In Mexico, one of the grant projects I really loved was with Grupo Tortuguero, which is an organization for sea turtle conservation that works specifically with fishermen. They empowered fishermen to be stewards of sea turtles and collect data on sea turtles that would feed into scientific research. They would have an annual convening of all these fishermen from around the region to share the scientific research that they had contributed to. I thought that was a great combination of real, peer-reviewed science and community empowerment.

Doing that kind of work has to involve a lot of learning about place before you start. So what is your strategy, as a grantmaker, for learning the ground when you land in a new place and you need to start figuring out how best to apply the resources?

Just listening a lot and asking questions that are not just about the details of a grant project but asking questions like ‘what do you love about this place?’ If you are doing genuine relationship-building you learn a lot about the place through how your new partners and colleagues experience it. And listening to public radio, reading the newspaper, paying attention to what’s going on and learning from other colleagues about the other major issues that the Foundation is focusing on. I feel I have a bit of an advantage being from New England and my husband is from New England.
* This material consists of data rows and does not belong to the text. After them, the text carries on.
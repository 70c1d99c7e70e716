//! Game balance tables.
//!
//! Everything tunable lives in [`BalanceConfig`], an immutable value that is
//! built once and passed by reference into the spawn, weapon, and combat
//! systems. Tests construct their own configs with overridden tables.

mod enemies;
mod items;
mod upgrades;
mod weapons;

pub use enemies::{EnemyDef, EnemyKind, EnemyShot, EnemyStats, WaveMotion};
pub use items::{Capability, ItemDef, ItemEffect, ItemId};
pub use upgrades::{EndWaveUpgrade, EndWaveUpgrades, StatKind, StatUpgrade};
pub use weapons::{ChainParams, WeaponDef, WeaponKind, WeaponSpecial, WeaponUpgrade, WellParams};

use serde::{Deserialize, Serialize};

/// Player stat baseline before meta-progression
#[derive(Debug, Clone, Serialize, Deserialize)]
pub struct PlayerBalance {
    pub health: f32,
    pub speed: f32,
    pub damage: f32,
    pub fire_rate: f32,
    pub dodge: f32,
    pub luck: f32,
    pub crit_chance: f32,
    pub crit_damage: f32,
    pub regeneration: f32,
    pub pickup_range: f32,
    pub size: f32,
}

impl Default for PlayerBalance {
    fn default() -> Self {
        Self {
            health: 10.0,
            speed: 100.0,
            damage: 1.0,
            fire_rate: 1.0,
            dodge: 5.0,
            luck: 0.0,
            crit_chance: 5.0,
            crit_damage: 150.0,
            regeneration: 0.02,
            pickup_range: 50.0,
            size: 20.0,
        }
    }
}

/// Spawn rate ramp parameters
#[derive(Debug, Clone, Serialize, Deserialize)]
pub struct SpawnBalance {
    /// Enemies per second on wave 1 at t=0
    pub base_rate: f32,
    pub max_rate: f32,
    pub rate_per_wave: f32,
    /// Rate increase per second of wave time
    pub acceleration: f32,
}

impl Default for SpawnBalance {
    fn default() -> Self {
        Self { base_rate: 0.8, max_rate: 27.0, rate_per_wave: 0.85, acceleration: 0.035 }
    }
}

/// Money drop and reward parameters
#[derive(Debug, Clone, Serialize, Deserialize)]
pub struct EconomyBalance {
    /// Drop chance reduction per level, clamped so the floor below survives
    pub wave_chance_reduction: f32,
    /// Drop chance never falls below this
    pub min_drop_chance: f32,
    /// Additive drop chance per luck point
    pub luck_drop_bonus: f32,
    /// Money value multiplier per luck point
    pub luck_value_bonus: f32,
    /// Money value scaling per wave
    pub wave_value_scale: f32,
    pub wave_completion_bonus: u32,
    pub wave_completion_bonus_per_wave: u32,
}

impl Default for EconomyBalance {
    fn default() -> Self {
        Self {
            wave_chance_reduction: 0.01,
            min_drop_chance: 0.05,
            luck_drop_bonus: 0.01,
            luck_value_bonus: 0.02,
            wave_value_scale: 0.1,
            wave_completion_bonus: 25,
            wave_completion_bonus_per_wave: 5,
        }
    }
}

/// Projectile baseline
#[derive(Debug, Clone, Serialize, Deserialize)]
pub struct ProjectileBalance {
    pub base_speed: f32,
    pub base_size: f32,
    pub lifetime: f32,
    /// Flat bounce budget granted to ring/radial patterns by bounce house
    pub bounce_house_max_bounces: u32,
}

impl Default for ProjectileBalance {
    fn default() -> Self {
        Self { base_speed: 400.0, base_size: 4.0, lifetime: 5.0, bounce_house_max_bounces: 5 }
    }
}

/// Shop-wide rules
#[derive(Debug, Clone, Serialize, Deserialize)]
pub struct ShopBalance {
    pub max_weapon_slots: usize,
    pub weapon_max_level: u32,
    /// Weapon upgrade cost is `max(min_upgrade_cost, cost * level)`
    pub min_upgrade_cost: u32,
    /// Fraction of base cost refunded on sale
    pub sell_fraction: f32,
}

impl Default for ShopBalance {
    fn default() -> Self {
        Self { max_weapon_slots: 4, weapon_max_level: 4, min_upgrade_cost: 25, sell_fraction: 0.8 }
    }
}

/// The complete, immutable balance table set
#[derive(Debug, Clone, Serialize, Deserialize)]
pub struct BalanceConfig {
    pub player: PlayerBalance,
    pub spawning: SpawnBalance,
    pub economy: EconomyBalance,
    pub projectile: ProjectileBalance,
    pub shop: ShopBalance,
    pub enemies: Vec<(EnemyKind, EnemyDef)>,
    /// Per-wave weighted kind distributions
    pub distributions: Vec<(u32, Vec<(EnemyKind, f32)>)>,
    /// Used for waves without an explicit distribution
    pub fallback_distribution: Vec<(EnemyKind, f32)>,
    pub weapons: Vec<(WeaponKind, WeaponDef, WeaponUpgrade)>,
    pub items: Vec<(ItemId, ItemDef)>,
    pub stat_upgrades: Vec<(StatKind, StatUpgrade)>,
    pub end_wave: EndWaveUpgrades,
}

impl Default for BalanceConfig {
    fn default() -> Self {
        Self {
            player: PlayerBalance::default(),
            spawning: SpawnBalance::default(),
            economy: EconomyBalance::default(),
            projectile: ProjectileBalance::default(),
            shop: ShopBalance::default(),
            enemies: enemies::default_defs().to_vec(),
            distributions: enemies::default_distributions(),
            fallback_distribution: enemies::default_fallback_distribution(),
            weapons: weapons::default_defs(),
            items: items::default_defs(),
            stat_upgrades: upgrades::default_stat_upgrades(),
            end_wave: upgrades::default_end_wave_upgrades(),
        }
    }
}

impl BalanceConfig {
    /// Look up an enemy definition, falling back to basic for safety
    pub fn enemy(&self, kind: EnemyKind) -> &EnemyDef {
        self.enemies
            .iter()
            .find(|(k, _)| *k == kind)
            .or_else(|| self.enemies.iter().find(|(k, _)| *k == EnemyKind::Basic))
            .map(|(_, def)| def)
            .expect("balance config has no enemy definitions")
    }

    /// Wave-frozen stats for an enemy kind
    pub fn enemy_stats(&self, kind: EnemyKind, wave: u32) -> EnemyStats {
        self.enemy(kind).stats_for_wave(wave)
    }

    /// The weighted distribution used for a given wave
    pub fn distribution(&self, wave: u32) -> &[(EnemyKind, f32)] {
        self.distributions
            .iter()
            .find(|(w, _)| *w == wave)
            .map(|(_, d)| d.as_slice())
            .unwrap_or(&self.fallback_distribution)
    }

    /// Select an enemy kind from the wave distribution. `draw` is a uniform
    /// sample in [0, 1); the walk picks the first kind whose cumulative
    /// weight reaches it, falling back to basic when weights sum below 1.
    pub fn select_enemy_kind(&self, wave: u32, draw: f32) -> EnemyKind {
        let mut cumulative = 0.0;
        for &(kind, weight) in self.distribution(wave) {
            cumulative += weight;
            if draw <= cumulative {
                return kind;
            }
        }
        EnemyKind::Basic
    }

    /// Enemies per second: capped linear ramp in wave number and wave time
    pub fn spawn_rate(&self, wave: u32, time_in_wave: f32) -> f32 {
        let s = &self.spawning;
        let base = s.base_rate + wave.saturating_sub(1) as f32 * s.rate_per_wave;
        (base + time_in_wave * s.acceleration).min(s.max_rate)
    }

    /// Money for completing a level
    pub fn wave_completion_bonus(&self, level: u32) -> u32 {
        self.economy.wave_completion_bonus
            + self.economy.wave_completion_bonus_per_wave * level.saturating_sub(1)
    }

    /// Weapon definition and upgrade table, falling back to the pistol for
    /// unknown kinds rather than failing
    pub fn weapon(&self, kind: WeaponKind) -> (&WeaponDef, &WeaponUpgrade) {
        self.weapons
            .iter()
            .find(|(k, _, _)| *k == kind)
            .or_else(|| self.weapons.iter().find(|(k, _, _)| *k == WeaponKind::Pistol))
            .map(|(_, def, up)| (def, up))
            .expect("balance config has no weapon definitions")
    }

    pub fn item(&self, id: ItemId) -> Option<&ItemDef> {
        self.items.iter().find(|(i, _)| *i == id).map(|(_, def)| def)
    }

    pub fn stat_upgrade(&self, stat: StatKind) -> Option<&StatUpgrade> {
        self.stat_upgrades.iter().find(|(s, _)| *s == stat).map(|(_, up)| up)
    }
}

#[cfg(test)]
mod tests {
    use super::*;
    use proptest::prelude::*;

    #[test]
    fn test_enemy_stat_scaling_is_linear() {
        let balance = BalanceConfig::default();
        for &kind in &EnemyKind::ALL {
            let def = balance.enemy(kind).clone();
            for wave in 1..=30 {
                let stats = balance.enemy_stats(kind, wave);
                let w = (wave - 1) as f32;
                assert_eq!(stats.health, def.base_health + w * def.health_per_wave);
                assert_eq!(stats.speed, def.base_speed + w * def.speed_per_wave);
                assert_eq!(stats.damage, def.base_damage + w * def.damage_per_wave);
                assert_eq!(stats.xp, def.base_xp + w * def.xp_per_wave);
            }
        }
    }

    #[test]
    fn test_wave_one_basic_dies_to_base_damage() {
        let balance = BalanceConfig::default();
        let stats = balance.enemy_stats(EnemyKind::Basic, 1);
        // The starting pistol deals max(1, floor(damage * 1.0)) = 1
        assert!(stats.health <= balance.player.damage);
    }

    #[test]
    fn test_select_kind_boundary_draws() {
        let mut balance = BalanceConfig::default();
        balance.distributions = vec![(
            1,
            vec![
                (EnemyKind::Basic, 0.5),
                (EnemyKind::Tracker, 0.3),
                (EnemyKind::Tank, 0.2),
            ],
        )];
        // Weights sum to exactly 1.0: a draw of 0.99 lands on the last kind,
        // a draw of 0.0 on the first kind with nonzero weight.
        assert_eq!(balance.select_enemy_kind(1, 0.99), EnemyKind::Tank);
        assert_eq!(balance.select_enemy_kind(1, 0.0), EnemyKind::Basic);
    }

    #[test]
    fn test_select_kind_falls_back_to_basic() {
        let mut balance = BalanceConfig::default();
        balance.distributions = vec![(1, vec![(EnemyKind::Tracker, 0.1)])];
        assert_eq!(balance.select_enemy_kind(1, 0.95), EnemyKind::Basic);
    }

    #[test]
    fn test_unknown_wave_uses_fallback() {
        let balance = BalanceConfig::default();
        assert_eq!(balance.distribution(99), balance.fallback_distribution.as_slice());
    }

    #[test]
    fn test_spawn_rate_cap() {
        let balance = BalanceConfig::default();
        assert_eq!(balance.spawn_rate(30, 1e6), balance.spawning.max_rate);
    }

    proptest! {
        #[test]
        fn prop_spawn_rate_monotone_and_capped(
            wave in 1u32..40,
            t1 in 0.0f32..50.0,
            dt in 0.0f32..50.0,
        ) {
            let balance = BalanceConfig::default();
            let r1 = balance.spawn_rate(wave, t1);
            let r2 = balance.spawn_rate(wave, t1 + dt);
            let r3 = balance.spawn_rate(wave + 1, t1);
            prop_assert!(r2 >= r1);
            prop_assert!(r3 >= r1);
            prop_assert!(r1 <= balance.spawning.max_rate);
        }
    }
}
I always ask people to tell me their ‘Why New Hampshire?’ story. What’s yours?

I grew up in Massachusetts and went to college in Maine. My husband is from Maine. His parents are right outside of Portland, and my parents are just south of Boston. We had always known that we wanted to come back to New England, and especially starting a family we wanted to be closer to our own families. This position seemed great in so many ways, and location was just one of those. It is an opportunity to learn about a new place. My whole career, I have learned about Myanmar, I have learned about Anchorage, Alaska, I have learned about Gary, Indiana — so it’s kind of exciting to tackle New Hampshire.

What has been your favorite New Hampshire discovery so far? What has surprised you so far?

We drove through Franconia Notch. It was incredible! It was so beautiful! You could see people skiing at Cannon right from the highway. I’m living in Kennebunk, Maine, on the ocean. It was a two-hour drive, and suddenly I am in the mountains — and not little mountains, but real, big impressive mountains. I was just hearing about the hiking and what the scene is like in the summertime and I can’t wait to do that.

What do you guys like to do when you’re not working?

We like to read, we like to go to the movies and to the theater. We also like to spend time outside and just explore a new place. I think it’s fun to pick an odd destination for a Saturday drive and discover lots of new things along the way.

Have you got some destinations in mind?

The ice castles in North Woodstock. It’s between us and friends who are in Burlington, VT and there is a lot to discover along the way.

What’s something you’ve read lately that you wish everyone would read and a movie and that you have seen lately that you loved?

I just saw “Parasite” and loved it. It was so much fun and gave you a lot to talk about after.

One book that has stuck with me was “A Country Year,” by Sue Hubbell. It was so great. It’s a combination of nature writing and memoir. Sue Hubbell was a commercial beekeeper who lived in the Ozarks. Her closest neighbor was 15 miles away. And it was land that she got really close to and connected with as a way of getting through a divorce.  It was so wonderful to read, because when I was in college I used to love nature writing in that style, like Aldo Leopold, and this was the first time I had read it from a woman’s perspective. And it was just delightful.